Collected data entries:
[Start of section]
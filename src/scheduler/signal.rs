// Cooperative cancellation flag for one worker run

use std::sync::{Condvar, Mutex};
use std::time::Duration;

/// Set-once flag with an interruptible wait.
///
/// Each worker run gets its own signal, so a worker that outlives a
/// bounded stop can never observe a later run's reset.
#[derive(Debug, Default)]
pub struct ShutdownSignal {
    flag: Mutex<bool>,
    condvar: Condvar,
}

impl ShutdownSignal {
    pub fn new() -> Self {
        Self::default()
    }

    /// Request shutdown and wake every waiter
    pub fn trigger(&self) {
        let mut flag = self.flag.lock().unwrap_or_else(|e| e.into_inner());
        *flag = true;
        self.condvar.notify_all();
    }

    pub fn is_set(&self) -> bool {
        *self.flag.lock().unwrap_or_else(|e| e.into_inner())
    }

    /// Sleep for up to `timeout`, returning early once triggered.
    /// Returns whether shutdown was requested.
    pub fn wait_timeout(&self, timeout: Duration) -> bool {
        let guard = self.flag.lock().unwrap_or_else(|e| e.into_inner());
        let (guard, _) = self
            .condvar
            .wait_timeout_while(guard, timeout, |set| !*set)
            .unwrap_or_else(|e| e.into_inner());
        *guard
    }
}

#[cfg(test)]
mod tests {
    use super::*;
    use std::sync::Arc;
    use std::time::Instant;

    #[test]
    fn test_wait_times_out_when_not_triggered() {
        let signal = ShutdownSignal::new();
        let start = Instant::now();
        assert!(!signal.wait_timeout(Duration::from_millis(20)));
        assert!(start.elapsed() >= Duration::from_millis(20));
    }

    #[test]
    fn test_trigger_wakes_waiter() {
        let signal = Arc::new(ShutdownSignal::new());
        let waiter = {
            let signal = Arc::clone(&signal);
            std::thread::spawn(move || {
                let start = Instant::now();
                let set = signal.wait_timeout(Duration::from_secs(10));
                (set, start.elapsed())
            })
        };

        std::thread::sleep(Duration::from_millis(20));
        signal.trigger();

        let (set, elapsed) = waiter.join().unwrap();
        assert!(set);
        assert!(elapsed < Duration::from_secs(5));
    }

    #[test]
    fn test_triggered_signal_returns_immediately() {
        let signal = ShutdownSignal::new();
        signal.trigger();
        assert!(signal.is_set());
        assert!(signal.wait_timeout(Duration::from_secs(10)));
    }
}
impl Scheduler {
    pub fn new(
        playlist: SharedPlaylist,
        backend: Arc<dyn SoundBackend>,
        settings: SchedulerSettings,
    ) -> Self {
        Self {
            shared: Arc::new(Shared {
                playlist,
                backend,
                settings,
                running: AtomicBool::new(false),
                cursor: Mutex::new(Cursor::idle()),
                active_timer: Mutex::new(None),
                options: RwLock::new(PlaybackOptions::default()),
                metrics: PlaybackMetrics::new(),
            }),
            worker: Mutex::new(None),
        }
    }

    fn lock_worker(&self) -> MutexGuard<'_, Option<Worker>> {
        self.worker.lock().unwrap_or_else(|e| e.into_inner())
    }

    /// Start from the first item whose file exists
    pub fn start(&self) -> Result<usize, SchedulerError> {
        let mut slot = self.lock_worker();

        if self.shared.is_running() {
            warn!("Playback sequence is already running");
            return Err(SchedulerError::AlreadyRunning);
        }

        let first = {
            let playlist = self.shared.read_playlist();
            if playlist.is_empty() {
                warn!("Add at least one audio before starting");
                return Err(SchedulerError::EmptyPlaylist);
            }
            match playlist.first_playable_from(0) {
                Some(index) => index,
                None => {
                    warn!("No audio file in the playlist exists on disk");
                    return Err(SchedulerError::NoPlayableItems);
                }
            }
        };

        self.spawn_locked(&mut slot, first)
    }

    /// Stop any run and start again at `index`
    pub fn jump_to(&self, index: usize) -> Result<usize, SchedulerError> {
        let mut slot = self.lock_worker();

        let len = self.shared.read_playlist().len();
        if index >= len {
            return Err(SchedulerError::IndexOutOfRange { index, len });
        }

        if self.shared.is_running() || slot.is_some() {
            if self.stop_locked(&mut slot) == StopOutcome::TimedOut {
                warn!("Previous worker still running, joining before jump");
            }
        }

        self.spawn_locked(&mut slot, index)
    }

    /// Stop the run and wait (bounded) for the worker to exit
    pub fn stop(&self) -> StopOutcome {
        let mut slot = self.lock_worker();

        let worker_alive = slot.as_ref().is_some_and(|w| !w.thread.is_finished());
        if !self.shared.is_running() && !worker_alive {
            if let Some(finished) = slot.take() {
                finished.join();
            }
            info!("Playback sequence is already stopped");
            return StopOutcome::AlreadyStopped;
        }

        // A worker left behind by a timed-out stop is joined by the next
        // start, jump or drop; waiting on it again here would only block
        let already_signalled = slot.as_ref().is_some_and(|w| w.signal.is_set());
        if !self.shared.is_running() && already_signalled {
            info!("Playback sequence is already stopped, worker still finishing");
            return StopOutcome::AlreadyStopped;
        }

        self.stop_locked(&mut slot)
    }

    fn stop_locked(&self, slot: &mut Option<Worker>) -> StopOutcome {
        info!("Stopping playback sequence");
        self.shared.running.store(false, Ordering::SeqCst);
        self.shared.set_phase(Phase::Stopping);

        let Some(worker) = slot.take() else {
            self.shared.finish();
            return StopOutcome::Stopped;
        };

        worker.signal.trigger();
        self.shared.cancel_timer();

        let deadline = Instant::now() + self.shared.settings.stop_timeout;
        let poll = self.shared.settings.poll_interval;
        loop {
            // Repeated in case the worker began a clip after the last call
            self.shared.backend.stop_all();

            let left = deadline.saturating_duration_since(Instant::now());
            if left.is_zero() {
                warn!(
                    timeout_ms = self.shared.settings.stop_timeout.as_millis() as u64,
                    "Playback worker did not stop in time"
                );
                *self.shared.lock_cursor() = Cursor::idle();
                self.shared.cancel_timer();
                *slot = Some(worker);
                return StopOutcome::TimedOut;
            }

            match worker.done.recv_timeout(left.min(poll)) {
                Ok(()) | Err(RecvTimeoutError::Disconnected) => break,
                Err(RecvTimeoutError::Timeout) => continue,
            }
        }

        worker.join();
        // No-op after a clean exit; covers a worker that died mid-cycle
        self.shared.finish();
        info!("Playback sequence stopped");
        StopOutcome::Stopped
    }

    fn spawn_locked(&self, slot: &mut Option<Worker>, index: usize) -> Result<usize, SchedulerError> {
        if let Some(previous) = slot.take() {
            previous.signal.trigger();
            self.shared.backend.stop_all();
            previous.join();
        }

        {
            let mut cursor = self.shared.lock_cursor();
            *cursor = Cursor::idle();
            cursor.current_index = Some(index);
        }
        self.shared.running.store(true, Ordering::SeqCst);

        let signal = Arc::new(ShutdownSignal::new());
        let (done_tx, done_rx) = mpsc::channel();
        let shared = Arc::clone(&self.shared);
        let worker_signal = Arc::clone(&signal);

        let spawned = thread::Builder::new()
            .name("playback-worker".to_string())
            .spawn(move || {
                worker::run(&shared, &worker_signal);
                let _ = done_tx.send(());
            });

        let thread = match spawned {
            Ok(thread) => thread,
            Err(e) => {
                self.shared.finish();
                return Err(SchedulerError::Spawn(e));
            }
        };

        *slot = Some(Worker {
            signal,
            done: done_rx,
            thread,
        });

        info!(index, "Playback sequence started");
        Ok(index)
    }

    /// Current state as a snapshot
    pub fn status(&self) -> SchedulerStatus {
        let running = self.shared.is_running();
        let cursor = self.shared.lock_cursor();
        SchedulerStatus {
            running,
            phase: cursor.phase,
            current_index: cursor.current_index,
            next_execution_time: cursor.next_execution_time,
        }
    }

    pub fn is_running(&self) -> bool {
        self.shared.is_running()
    }

    /// Whether a worker thread exists and has not exited
    pub fn worker_alive(&self) -> bool {
        self.lock_worker()
            .as_ref()
            .is_some_and(|w| !w.thread.is_finished())
    }

    pub fn backend(&self) -> &Arc<dyn SoundBackend> {
        &self.shared.backend
    }

    pub fn settings(&self) -> &SchedulerSettings {
        &self.shared.settings
    }

    pub fn metrics(&self) -> &PlaybackMetrics {
        &self.shared.metrics
    }

    pub fn options(&self) -> PlaybackOptions {
        self.shared.options()
    }

    pub fn set_alert_enabled(&self, enabled: bool) {
        self.shared
            .options
            .write()
            .unwrap_or_else(|e| e.into_inner())
            .alert_enabled = enabled;
    }

    /// Store the volume for later clips and apply it to the one in flight
    pub fn set_volume(&self, volume: f32) -> f32 {
        let volume = clamp_volume(volume);
        self.shared
            .options
            .write()
            .unwrap_or_else(|e| e.into_inner())
            .volume = volume;
        self.shared.backend.set_volume(volume);
        volume
    }

    /// Snapshot of the playlist
    pub fn playlist_snapshot(&self) -> Playlist {
        self.shared.read_playlist().clone()
    }

    pub fn add_item(&self, item: AudioItem) -> usize {
        let mut playlist = self.shared.write_playlist();
        playlist.push(item);
        playlist.len() - 1
    }

    /// Change an item's interval. A wait already in progress keeps its
    /// old length; the new one applies from the item's next cycle.
    pub fn set_interval(&self, index: usize, interval: u32) -> Result<(), SchedulerError> {
        self.shared.write_playlist().set_interval(index, interval)
    }

    /// Remove an item, keeping the cursor on the same logical item.
    /// The item currently playing cannot be removed while running.
    pub fn remove_item(&self, index: usize) -> Result<AudioItem, SchedulerError> {
        let mut playlist = self.shared.write_playlist();
        let mut cursor = self.shared.lock_cursor();

        if self.shared.is_running() && cursor.current_index == Some(index) {
            warn!(index, "Cannot remove the audio that is playing");
            return Err(SchedulerError::RemoveActiveItem(index));
        }

        let removed = playlist.remove(index)?;
        if let Some(current) = cursor.current_index {
            if current > index {
                cursor.current_index = Some(current - 1);
            }
        }
        Ok(removed)
    }

    /// Reorder an item, keeping the cursor on the same logical item
    pub fn move_item(&self, index: usize, direction: MoveDirection) -> Result<usize, SchedulerError> {
        let mut playlist = self.shared.write_playlist();
        let mut cursor = self.shared.lock_cursor();

        let target = playlist.move_item(index, direction)?;
        if target != index {
            cursor.current_index = match cursor.current_index {
                Some(current) if current == index => Some(target),
                Some(current) if current == target => Some(index),
                other => other,
            };
        }
        Ok(target)
    }
}

impl Drop for Scheduler {
    fn drop(&mut self) {
        let mut slot = self.lock_worker();
        if slot.is_some() || self.shared.is_running() {
            let _ = self.stop_locked(&mut slot);
        }
        // A worker that outlived the timeout is joined here so no audio
        // call can follow teardown of the backend
        if let Some(worker) = slot.take() {
            worker.signal.trigger();
            self.shared.backend.stop_all();
            worker.join();
        }
    }
}
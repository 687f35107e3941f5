// Audio Scheduler - console front end
// Reads one command per line from stdin and drives the scheduler

use anyhow::{bail, Context, Result};
use std::io::{self, BufRead};
use std::path::PathBuf;
use std::sync::mpsc;
use std::sync::Arc;
use std::thread;

use audio_scheduler::{
    audio::DefaultBackend,
    license::{BaserowClient, LicenseEvent, LicenseManager, LicenseMonitor},
    status::StatusTicker,
    AppError, Config, LicenseError, MoveDirection, PlaylistStore, SchedulerApp, StopOutcome,
};
use chrono::Local;
use tracing::{error, info, warn};
use tracing_subscriber::EnvFilter;

const HELP: &str = "\
Commands:
  add <minutes> <path>      add an audio with its interval
  remove <n>                remove item n
  edit <n> <minutes>        change the interval of item n
  up <n> | down <n>         move item n
  start | stop              run or stop the sequence
  play <n>                  play item n now
  test                      test audio output
  alert on|off              toggle the alert sound
  volume <0-100>            set the volume
  device [name]             list devices or select one
  schedule off | on <HH:MM> <HH:MM>
  list | status | quit";

enum Flow {
    Continue,
    Quit,
}

/// Everything the main loop reacts to, in arrival order
enum Input {
    Line(io::Result<String>),
    License(LicenseEvent),
    Closed,
}

impl From<LicenseEvent> for Input {
    fn from(event: LicenseEvent) -> Self {
        Input::License(event)
    }
}

fn main() -> Result<()> {
    let config = Config::load().unwrap_or_else(|e| {
        eprintln!("Failed to load config, using defaults: {}", e);
        Config::default()
    });

    // Initialize logging
    let filter = EnvFilter::try_from_default_env()
        .or_else(|_| EnvFilter::try_new(&config.log_filter))
        .unwrap_or_else(|_| EnvFilter::new("info"));
    tracing_subscriber::fmt().with_env_filter(filter).init();

    info!(version = env!("CARGO_PKG_VERSION"), "Starting Audio Scheduler");

    let (inputs, input_rx) = mpsc::channel();
    let _monitor = if config.license.enabled {
        Some(license_gate(&config, inputs.clone())?)
    } else {
        None
    };

    let store = PlaylistStore::new(&config.state_file);
    let saved = store.load_or_default();
    let backend = DefaultBackend::open(
        saved.settings.selected_device.as_deref(),
        config.cache_capacity,
    )
    .context("Failed to open audio output")?;

    let app = Arc::new(SchedulerApp::from_state(
        Arc::new(backend),
        store,
        config.scheduler_settings(),
        saved,
    ));

    let ticker_app = Arc::clone(&app);
    let mut last_countdown = String::new();
    let ticker = StatusTicker::spawn(Arc::clone(&app), config.status_cadence(), move |report| {
        if report.running && report.countdown != last_countdown {
            info!(next = %report.next_line, countdown = %report.countdown, "Status");
        }
        last_countdown.clone_from(&report.countdown);
        ticker_app.log_metrics();
    })
    .context("Failed to start status ticker")?;

    spawn_stdin_reader(inputs).context("Failed to start stdin reader")?;

    println!("{}", HELP);
    for input in &input_rx {
        match input {
            Input::Line(line) => {
                let line = line.context("Failed to read command")?;
                match run_command(&app, line.trim()) {
                    Ok(Flow::Continue) => {}
                    Ok(Flow::Quit) => break,
                    Err(e) => println!("Error: {}", e),
                }
            }
            Input::License(event) => {
                if !handle_license_event(event) {
                    println!("License is no longer valid, shutting down");
                    ticker.stop();
                    app.shutdown();
                    bail!("License is no longer valid");
                }
            }
            Input::Closed => break,
        }
    }

    ticker.stop();
    if app.shutdown() == StopOutcome::TimedOut {
        warn!("Exiting with playback worker still running");
    }
    Ok(())
}

/// Forward stdin lines so the main loop never blocks on the terminal
fn spawn_stdin_reader(inputs: mpsc::Sender<Input>) -> io::Result<()> {
    thread::Builder::new()
        .name("stdin-reader".to_string())
        .spawn(move || {
            for line in io::stdin().lock().lines() {
                if inputs.send(Input::Line(line)).is_err() {
                    return;
                }
            }
            let _ = inputs.send(Input::Closed);
        })?;
    Ok(())
}

/// Verify or activate the license before anything else starts
fn license_gate(config: &Config, events: mpsc::Sender<Input>) -> Result<LicenseMonitor> {
    let client = BaserowClient::from_config(&config.license)
        .context("License check enabled but server is not configured")?;
    let license_file = if config.license.license_file.is_absolute() {
        config.license.license_file.clone()
    } else {
        Config::config_dir()?.join(&config.license.license_file)
    };

    let manager = Arc::new(LicenseManager::new(
        Arc::new(client),
        license_file,
        config.license.check_interval(),
    ));

    match manager.verify(Local::now().naive_local()) {
        Ok(verification) => info!(?verification, "License valid"),
        Err(LicenseError::NotActivated) | Err(LicenseError::Expired(_)) => {
            println!("Software not activated. Enter activation code:");
            let mut code = String::new();
            io::stdin()
                .lock()
                .read_line(&mut code)
                .context("Failed to read activation code")?;
            let expiry = manager.activate(&code, Local::now().naive_local())?;
            println!("Software activated until {}", expiry);
        }
        Err(e) => return Err(e).context("License verification failed"),
    }

    Ok(LicenseMonitor::start(
        manager,
        env!("CARGO_PKG_VERSION").to_string(),
        events,
    )?)
}

/// Returns whether the application may keep running
fn handle_license_event(event: LicenseEvent) -> bool {
    match event {
        LicenseEvent::Verified(verification) => {
            info!(?verification, "License re-verified");
            true
        }
        LicenseEvent::UpdateAvailable(update) => {
            println!(
                "New version {} available (current {}): {}",
                update.version,
                env!("CARGO_PKG_VERSION"),
                update.link
            );
            true
        }
        LicenseEvent::Invalid(e) => {
            error!(error = %e, "License check failed");
            false
        }
    }
}

fn parse_index(arg: Option<&str>) -> Result<usize> {
    let n: usize = arg
        .context("missing item number")?
        .parse()
        .context("item number must be a positive integer")?;
    n.checked_sub(1).context("item numbers start at 1")
}

fn parse_minutes(arg: Option<&str>) -> Result<u32> {
    arg.context("missing interval")?
        .parse()
        .context("interval must be a whole number of minutes")
}

fn run_command(app: &SchedulerApp, line: &str) -> Result<Flow> {
    let mut words = line.split_whitespace();
    let Some(command) = words.next() else {
        return Ok(Flow::Continue);
    };

    match command {
        "add" => {
            let minutes = parse_minutes(words.next())?;
            let path: Vec<&str> = words.collect();
            if path.is_empty() {
                bail!("missing path");
            }
            let index = app.add_item(PathBuf::from(path.join(" ")), minutes)?;
            println!("Added item {}", index + 1);
        }
        "remove" => {
            let removed = app.remove_item(parse_index(words.next())?)?;
            println!("Removed {}", removed.display_name());
        }
        "edit" => {
            let index = parse_index(words.next())?;
            app.edit_interval(index, parse_minutes(words.next())?)?;
        }
        "up" | "down" => {
            let direction = if command == "up" {
                MoveDirection::Up
            } else {
                MoveDirection::Down
            };
            app.move_item(parse_index(words.next())?, direction)?;
            print_playlist(app);
        }
        "start" => match app.start() {
            Ok(index) => println!("Started at item {}", index + 1),
            Err(AppError::Scheduler(e)) => println!("{}", e),
            Err(e) => return Err(e.into()),
        },
        "stop" => match app.stop() {
            StopOutcome::Stopped => println!("Stopped"),
            StopOutcome::AlreadyStopped => println!("Already stopped"),
            StopOutcome::TimedOut => println!("Stop requested, worker still finishing"),
        },
        "play" => {
            let index = app.jump_to(parse_index(words.next())?)?;
            println!("Playing item {}", index + 1);
        }
        "test" => app.test_playback()?,
        "alert" => match words.next() {
            Some("on") => app.set_alert_enabled(true),
            Some("off") => app.set_alert_enabled(false),
            _ => bail!("usage: alert on|off"),
        },
        "volume" => {
            let percent: f32 = words
                .next()
                .context("missing volume")?
                .parse()
                .context("volume must be a number")?;
            let applied = app.set_volume(percent / 100.0);
            println!("Volume {:.0}%", applied * 100.0);
        }
        "device" => {
            let name: Vec<&str> = words.collect();
            if name.is_empty() {
                let selected = app.selected_device();
                for device in app.output_devices() {
                    let marker = if device == selected { "*" } else { " " };
                    println!("{} {}", marker, device);
                }
            } else {
                app.select_device(&name.join(" "))?;
            }
        }
        "schedule" => match words.next() {
            Some("off") => {
                let window = app.schedule_window();
                app.configure_schedule(false, &window.start_string(), &window.stop_string())?;
            }
            Some("on") => {
                let start = words.next().unwrap_or("");
                let stop = words.next().unwrap_or("");
                app.configure_schedule(true, start, stop)?;
            }
            _ => bail!("usage: schedule off | on <HH:MM> <HH:MM>"),
        },
        "list" => print_playlist(app),
        "status" => {
            let report = audio_scheduler::status::render(
                &app.status(),
                Local::now(),
                app.playlist().len(),
            );
            println!("{}  {}  {}", report.status_line, report.next_line, report.countdown);
        }
        "help" => println!("{}", HELP),
        "quit" | "exit" => return Ok(Flow::Quit),
        other => println!("Unknown command '{}', type 'help'", other),
    }

    Ok(Flow::Continue)
}

fn print_playlist(app: &SchedulerApp) {
    let status = app.status();
    let playlist = app.playlist();
    if playlist.is_empty() {
        println!("Playlist is empty");
        return;
    }

    for (index, item) in playlist.iter().enumerate() {
        let current = status.running && status.current_index == Some(index);
        let marker = if current { ">" } else { " " };
        let missing = if item.is_playable() { "" } else { " (missing)" };
        println!(
            "{} {:>2}. {} - every {} min{}",
            marker,
            index + 1,
            item.display_name(),
            item.interval,
            missing
        );
    }
}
[End of section]
**Required action**. Starting with the first line of the entries, transcribe every line up to and including the one with "let mut flag".

**Response to the task**.
filename src/scheduler/signal.rs
// Cooperative cancellation flag for one worker run

use std::sync::{Condvar, Mutex};
use std::time::Duration;

/// Set-once flag with an interruptible wait.
///
/// Each worker run gets its own signal, so a worker that outlives a
/// bounded stop can never observe a later run's reset.
#[derive(Debug, Default)]
pub struct ShutdownSignal {
    flag: Mutex<bool>,
    condvar: Condvar,
}

impl ShutdownSignal {
    pub fn new() -> Self {
        Self::default()
    }

    /// Request shutdown and wake every waiter
    pub fn trigger(&self) {
        let mut flag = self.flag.lock().unwrap_or_else(|e| e.into_inner());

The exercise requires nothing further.